◆ **Problem details**:
Give an exact copy of every entry.

[Stored data]
----
//! # Packrat Main Entry Point
//!
//! File: cli/src/main.rs
//!
//! ## Overview
//!
//! This file serves as the main entry point for the `packrat` CLI.
//! It handles:
//! - Command-line argument parsing using Clap
//! - Setting up the logging system based on verbosity flags
//! - Routing execution to the command handlers
//!
//! The archive logic lives in the `packrat` library crate (`cli/src/lib.rs`);
//! the handlers in `commands` only translate arguments and configuration
//! into library calls.
//!
//! ## Examples
//!
//! ```bash
//! # Get help
//! packrat --help
//!
//! # Pack with increased verbosity
//! packrat -vv pack -C ./project -o project.tar.gz src
//!
//! # Unpack, detecting the codec
//! packrat unpack project.tar.gz /tmp/project
//! ```
//!
//! Command processing flow:
//! 1. Parse command-line args via Clap
//! 2. Configure logging based on verbosity level (or `RUST_LOG`)
//! 3. Route to the command handler
//! 4. Print any error as `Error: ...` and exit with status 1
//!
use clap::Parser;
use tracing_subscriber::{fmt, EnvFilter};

mod commands;

/// Top-level command-line arguments.
#[derive(Parser, Debug)]
#[command(
    name = "packrat",
    about = "Pack and unpack directory trees as tar archives",
    long_about = "Pack directory trees into tar archives (plain, gzip or bzip2) and unpack them again,\n\
                  preserving relative names, permission bits and symbolic links.",
    propagate_version = true,
    version
)]
struct Cli {
    #[command(subcommand)]
    command: Commands,
    #[arg(short, long, action = clap::ArgAction::Count, global = true)]
    verbose: u8,
}

#[derive(Parser, Debug)]
enum Commands {
    #[command(alias = "p")]
    Pack(commands::pack::PackArgs),
    #[command(alias = "x")]
    Unpack(commands::unpack::UnpackArgs),
    #[command(alias = "ls")]
    List(commands::list::ListArgs),
    Probe(commands::probe::ProbeArgs),
}

#[tokio::main]
async fn main() -> anyhow::Result<()> {
    let cli = Cli::parse();

    let log_level = match cli.verbose {
        0 => "warn",
        1 => "info",
        2 => "debug",
        _ => "trace",
    };
    let env_filter =
        EnvFilter::try_from_default_env().unwrap_or_else(|_| EnvFilter::new(log_level));
    fmt::Subscriber::builder()
        .with_env_filter(env_filter)
        .with_writer(std::io::stderr)
        .with_target(false)
        .compact()
        .init();

    tracing::debug!("Parsed CLI arguments: {:?}", cli);

    let command_result = match cli.command {
        Commands::Pack(args) => commands::pack::handle_pack(args).await,
        Commands::Unpack(args) => commands::unpack::handle_unpack(args).await,
        Commands::List(args) => commands::list::handle_list(args).await,
        Commands::Probe(args) => commands::probe::handle_probe(args).await,
    };

    if let Err(e) = command_result {
        tracing::error!("Command execution failed: {:?}", e);
        eprintln!("Error: {:#}", e);
        std::process::exit(1);
    }

    Ok(())
}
----
◆ **Response**:
//! # Packrat Main Entry Point
//!
//! File: cli/src/main.rs
//!
//! ## Overview
//!
//! This file serves as the main entry point for the `packrat` CLI.
//! It handles:
//! - Command-line argument parsing using Clap
//! - Setting up the logging system based on verbosity flags
//! - Routing execution to the command handlers
//!
//! The archive logic lives in the `packrat` library crate (`cli/src/lib.rs`);
//! the handlers in `commands` only translate arguments and configuration
//! into library calls.
//!
//! ## Examples
//!
//! ```bash
//! # Get help
//! packrat --help
//!
//! # Pack with increased verbosity
//! packrat -vv pack -C ./project -o project.tar.gz src
//!
//! # Unpack, detecting the codec
//! packrat unpack project.tar.gz /tmp/project
//! ```
//!
//! Command processing flow:
//! 1. Parse command-line args via Clap
//! 2. Configure logging based on verbosity level (or `RUST_LOG`)
//! 3. Route to the command handler
//! 4. Print any error as `Error: ...` and exit with status 1
//!
use clap::Parser;
use tracing_subscriber::{fmt, EnvFilter};

mod commands;

/// Top-level command-line arguments.
#[derive(Parser, Debug)]
#[command(
    name = "packrat",
    about = "Pack and unpack directory trees as tar archives",
    long_about = "Pack directory trees into tar archives (plain, gzip or bzip2) and unpack them again,\n\
                  preserving relative names, permission bits and symbolic links.",
    propagate_version = true,
    version
)]
struct Cli {
    #[command(subcommand)]
    command: Commands,
    #[arg(short, long, action = clap::ArgAction::Count, global = true)]
    verbose: u8,
}

#[derive(Parser, Debug)]
enum Commands {
    #[command(alias = "p")]
    Pack(commands::pack::PackArgs),
    #[command(alias = "x")]
    Unpack(commands::unpack::UnpackArgs),
    #[command(alias = "ls")]
    List(commands::list::ListArgs),
    Probe(commands::probe::ProbeArgs),
}

#[tokio::main]
async fn main() -> anyhow::Result<()> {
    let cli = Cli::parse();

    let log_level = match cli.verbose {
        0 => "warn",
        1 => "info",
        2 => "debug",
        _ => "trace",
    };
    let env_filter =
        EnvFilter::try_from_default_env().unwrap_or_else(|_| EnvFilter::new(log_level));
    fmt::Subscriber::builder()
        .with_env_filter(env_filter)
        .with_writer(std::io::stderr)
        .with_target(false)
        .compact()
        .init();

    tracing::debug!("Parsed CLI arguments: {:?}", cli);

    let command_result = match cli.command {
        Commands::Pack(args) => commands::pack::handle_pack(args).await,
        Commands::Unpack(args) => commands::unpack::handle_unpack(args).await,
        Commands::List(args) => commands::list::handle_list(args).await,
        Commands::Probe(args) => commands::probe::handle_probe(args).await,
    };

    if let Err(e) = command_result {
        tracing::error!("Command execution failed: {:?}", e);
        eprintln!("Error: {:#}", e);
        std::process::exit(1);
    }

    Ok(())
}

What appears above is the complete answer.